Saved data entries
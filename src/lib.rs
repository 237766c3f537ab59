#[macro_use]
extern crate lazy_static;

pub mod config;
pub mod decoder;
pub mod disassembler;
pub mod dispatcher;
pub mod display;
pub mod error;
pub mod instruction;
pub mod interface;
pub mod patch;
pub mod route;
pub mod snapshot;
pub mod thread_interface;
pub mod tracer;
pub mod ui;
pub mod vm;

#[cfg(test)]
mod test_utils;
#[cfg(test)]
mod tests {
    use super::*;
    use test_log::test;

    #[test]
    fn test_opcode_table() {
        for (i, op) in Opcode::ALL.iter().enumerate() {
            assert_eq!(op.word() as usize, i);
            assert_eq!(Opcode::from_word(i as u16), Some(*op));
        }
        assert_eq!(Opcode::from_word(22), None);
        assert_eq!(Opcode::Add.operand_count(), 3);
        assert_eq!(Opcode::Ret.operand_count(), 0);
        assert_eq!(Opcode::from_mnemonic("MULT"), Some(Opcode::Mult));
        assert_eq!(Opcode::from_mnemonic("xor"), None);
    }

    #[test]
    fn test_operand_ranges() {
        assert_eq!(Operand::from(32767), Operand::Literal(32767));
        assert_eq!(Operand::from(32768), Operand::Register(0));
        assert_eq!(Operand::from(32775), Operand::Register(7));
        assert_eq!(Operand::from(32776), Operand::Invalid(32776));
        assert_eq!(Operand::Register(3).encode(), 32771);
    }

    #[test]
    fn test_decode_add() {
        let memory = [9, 32768, 32769, 4, 19, 32768];
        let inst = Instruction::decode(&memory, 0).unwrap();
        assert_eq!(inst.opcode, Opcode::Add);
        assert_eq!(
            inst.operands,
            vec![Operand::Register(0), Operand::Register(1), Operand::Literal(4)]
        );
        assert_eq!(inst.len(), 4);
        assert_eq!(inst.to_string(), "ADD  R0 R1 0004");
        assert_eq!(inst.encode(), memory[..4].to_vec());
    }

    #[test]
    fn test_decode_errors() {
        assert_eq!(
            Instruction::decode(&[99], 0),
            Err(RuntimeError::UnknownOpcode { address: 0, word: 99 })
        );
        assert_eq!(
            Instruction::decode(&[2, 40000], 0),
            Err(RuntimeError::InvalidOperand { address: 0, word: 40000 })
        );
        // Operands run past the end of memory
        assert_eq!(
            Instruction::decode(&[9, 32768], 0),
            Err(RuntimeError::AddressOutOfRange(3))
        );
        assert_eq!(
            Instruction::decode(&[], 5),
            Err(RuntimeError::AddressOutOfRange(5))
        );
    }

    #[test]
    fn test_assemble() {
        let words = Instruction::assemble("set r0 0x10; out 'A'\nout '\\n' # newline\nhalt").unwrap();
        assert_eq!(words, vec![1, 32768, 16, 19, 65, 19, 10, 0]);

        let words = Instruction::assemble("out ' '; out ';'").unwrap();
        assert_eq!(words, vec![19, 32, 19, 59]);

        let words = Instruction::assemble("out '#'; out '\\'' # quote; out 'x'").unwrap();
        assert_eq!(words, vec![19, 35, 19, 39]);
    }

    #[test]
    fn test_assemble_labels() {
        let words = Instruction::assemble(
            "start: jmp end\n\
             msg: data 2 'o' 'k'\n\
             end: set r0 msg; jmp start",
        )
        .unwrap();
        assert_eq!(words, vec![6, 5, 2, 111, 107, 1, 32768, 2, 6, 0]);

        let words = Instruction::assemble_at("here: jmp here", 0x100).unwrap();
        assert_eq!(words, vec![6, 0x100]);

        assert!(Instruction::assemble("a: noop; a: noop").is_err());
    }

    #[test]
    fn test_assemble_errors() {
        assert!(Instruction::assemble("frob r0").is_err());
        assert!(Instruction::assemble("add r0 1").is_err());
        assert!(Instruction::assemble("set 5 5").is_err());
        assert!(Instruction::assemble("push 40000").is_err());
        assert!(Instruction::assemble("push r8").is_err());
        assert!(Instruction::assemble("out 'ab'").is_err());
    }
}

■ **Assigned task**
Transcribe, exactly as written, all lines of the entries above from the first to the one containing "mod test_utils;", and no more.

■ **Response to the task**
filename src/lib.rs
repository 237766c3f537ab59
#[macro_use]
extern crate lazy_static;

pub mod config;
pub mod decoder;
pub mod disassembler;
pub mod dispatcher;
pub mod display;
pub mod error;
pub mod instruction;
pub mod interface;
pub mod patch;
pub mod route;
pub mod snapshot;
pub mod thread_interface;
pub mod tracer;
pub mod ui;
pub mod vm;

#[cfg(test)]
mod test_utils;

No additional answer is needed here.